Und wenn ich hänge, Bruder, was dann? Wen wird das
interessieren? Die Armen werden weiter sterben, und die Ärzte
in der Cheapside, die ihren Patienten Geld und Gesundheit abnehmen,
werden in die Hände klatschen, wenn sie mich am Strick tanzen
sehen.«
    Athelstan ließ
müde den Kopf hängen.
    »Ich will Euren
Tod nicht«, sagte er. »Ich will, daß die Toten
auf meinem Friedhof so liegenbleiben, wie Gott es von ihnen
erwartet.

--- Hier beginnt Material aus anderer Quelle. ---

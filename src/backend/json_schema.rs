//! The JSON Schema vocabulary: one declarative document, compiled once.
//!
//! The document carries the constraints; the messages live in
//! [`crate::messages`] and are attached when a violation's instance path is
//! translated back to a payload field. JSON Schema has no calendar, so the
//! `date` field is held to the ISO shape (`pattern`) only; the other two
//! backends additionally reject impossible dates like `2024-13-01`.

use jsonschema::error::ValidationErrorKind;
use jsonschema::{Draft, JSONSchema, ValidationError};
use serde_json::{json, Value};

use super::FormSchema;
use crate::error::{FormcheckError, Result};
use crate::messages;
use crate::payload::{self, FormPayload};
use crate::report::{FieldError, ValidationReport};
use crate::selector::BackendId;

/// Validates payloads against a draft 7 schema compiled at construction.
pub struct JsonSchemaBackend {
    document: Value,
    compiled: JSONSchema,
}

impl JsonSchemaBackend {
    /// Compile the embedded schema document. The document is fixed, so a
    /// compile failure here means the crate itself is broken; it is still
    /// reported as an error rather than a panic.
    pub fn new() -> Result<Self> {
        let document = schema_document();
        let compiled = JSONSchema::options()
            .with_draft(Draft::Draft7)
            .compile(&document)
            .map_err(|e| FormcheckError::SchemaCompile(e.to_string()))?;
        Ok(Self { document, compiled })
    }

    /// The raw schema document, for callers that want to render or export it.
    pub fn document(&self) -> &Value {
        &self.document
    }
}

impl FormSchema for JsonSchemaBackend {
    fn id(&self) -> BackendId {
        BackendId::JsonSchema
    }

    fn validate(&self, payload: &FormPayload) -> ValidationReport {
        let instance = match serde_json::to_value(payload) {
            Ok(value) => value,
            Err(e) => {
                let mut report = ValidationReport::new();
                report.push(FieldError::new("payload", e.to_string()));
                return report;
            }
        };

        let mut report = ValidationReport::new();
        if let Err(violations) = self.compiled.validate(&instance) {
            for violation in violations {
                report.push(translate(&violation));
            }
        }
        report
    }
}

fn schema_document() -> Value {
    json!({
        "$schema": "http://json-schema.org/draft-07/schema#",
        "title": "FormPayload",
        "type": "object",
        "required": [
            "text", "select", "number", "range", "date",
            "file", "checkbox", "radio", "array"
        ],
        "properties": {
            "text": { "type": "string", "minLength": payload::TEXT_MIN_LEN },
            "select": { "type": "string", "minLength": 1 },
            "number": { "type": "number", "minimum": payload::NUMBER_MIN },
            "range": {
                "type": "number",
                "minimum": payload::RANGE_MIN,
                "maximum": payload::RANGE_MAX
            },
            "date": { "type": "string", "pattern": "^\\d{4}-\\d{2}-\\d{2}$" },
            "file": { "type": "object", "required": ["name"] },
            "checkbox": { "const": true },
            "radio": { "enum": payload::RADIO_OPTIONS },
            "array": {
                "type": "array",
                "minItems": payload::ARRAY_MIN_ITEMS,
                "items": {
                    "type": "string",
                    "minLength": payload::ARRAY_ITEM_MIN_LEN
                }
            }
        }
    })
}

/// Map one library violation back to a payload field and its message.
fn translate(violation: &ValidationError<'_>) -> FieldError {
    // Missing properties are reported at the object root; recover the field
    // name from the error kind instead of the instance path.
    if let ValidationErrorKind::Required { property } = &violation.kind {
        let field = property.as_str().unwrap_or_default().to_string();
        let message = message_for(&field, false)
            .map(str::to_string)
            .unwrap_or_else(|| violation.to_string());
        return FieldError::new(field, message);
    }

    let pointer = violation.instance_path.to_string();
    let mut segments = pointer.trim_start_matches('/').splitn(2, '/');
    let field = segments.next().unwrap_or_default().to_string();
    let nested = segments.next().is_some();

    let message = message_for(&field, nested)
        .map(str::to_string)
        .unwrap_or_else(|| violation.to_string());
    FieldError::new(field, message)
}

fn message_for(field: &str, nested: bool) -> Option<&'static str> {
    match field {
        "text" => Some(messages::TEXT_TOO_SHORT),
        "select" => Some(messages::SELECT_REQUIRED),
        "number" => Some(messages::NUMBER_TOO_SMALL),
        "range" => Some(messages::RANGE_OUT_OF_BOUNDS),
        "date" => Some(messages::DATE_INVALID),
        "file" => Some(messages::FILE_REQUIRED),
        "checkbox" => Some(messages::CHECKBOX_UNCHECKED),
        "radio" => Some(messages::RADIO_INVALID),
        "array" if nested => Some(messages::ARRAY_ITEM_TOO_SHORT),
        "array" => Some(messages::ARRAY_EMPTY),
        _ => None,
    }
}

#[cfg(test)]
mod tests {
    use super::*;

    #[test]
    fn test_document_compiles() {
        let backend = JsonSchemaBackend::new().unwrap();
        assert!(backend.document().is_object());
        assert_eq!(backend.id(), BackendId::JsonSchema);
    }

    #[test]
    fn test_sample_payload_is_clean() {
        let backend = JsonSchemaBackend::new().unwrap();
        assert!(backend.validate(&FormPayload::sample()).is_valid());
    }

    #[test]
    fn test_null_file_maps_to_file_message() {
        let backend = JsonSchemaBackend::new().unwrap();
        let mut payload = FormPayload::sample();
        payload.file = None;

        let report = backend.validate(&payload);
        assert_eq!(report.messages_for("file"), vec![messages::FILE_REQUIRED]);
    }

    #[test]
    fn test_item_violation_reports_under_array() {
        let backend = JsonSchemaBackend::new().unwrap();
        let mut payload = FormPayload::sample();
        payload.array = vec!["hi".to_string()];

        let report = backend.validate(&payload);
        assert_eq!(
            report.messages_for("array"),
            vec![messages::ARRAY_ITEM_TOO_SHORT]
        );
    }

    #[test]
    fn test_missing_property_recovered_from_kind() {
        let backend = JsonSchemaBackend::new().unwrap();
        let instance = json!({ "text": "hello" });

        // Validate a raw object directly to exercise the `required` path.
        let mut report = ValidationReport::new();
        if let Err(violations) = backend.compiled.validate(&instance) {
            for violation in violations {
                report.push(translate(&violation));
            }
        }
        assert!(!report.is_valid());
        assert_eq!(
            report.messages_for("checkbox"),
            vec![messages::CHECKBOX_UNCHECKED]
        );
    }
}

Ich will, daß Ihr verschwindet, Doktor.« Er
stand auf und klopfte sich den Staub von seiner Kutte. »Es
tut mir leid, daß ich Euch geschlagen habe.« Er starrte
Vincentius an. »Aber Ihr müßt von hier
verschwinden. Ich weiß nicht, wohin, und eigentlich ist es
mir auch egal, aber ich will, daß Ihr binnen einer Woche die
Stadt verlaßt.« Athelstan fühlte sich
plötzlich erschöpft und matt, und er merkte, daß er
seit langem nicht mehr gegessen hatte. »Es tut mir leid,
daß ich Euch geschlagen habe«, wiederholte er,
»aber ich war zornig.« Plötzlich fiel ihm ein,
daß Cranston auf ihn wartete, und er sah den Doktor an.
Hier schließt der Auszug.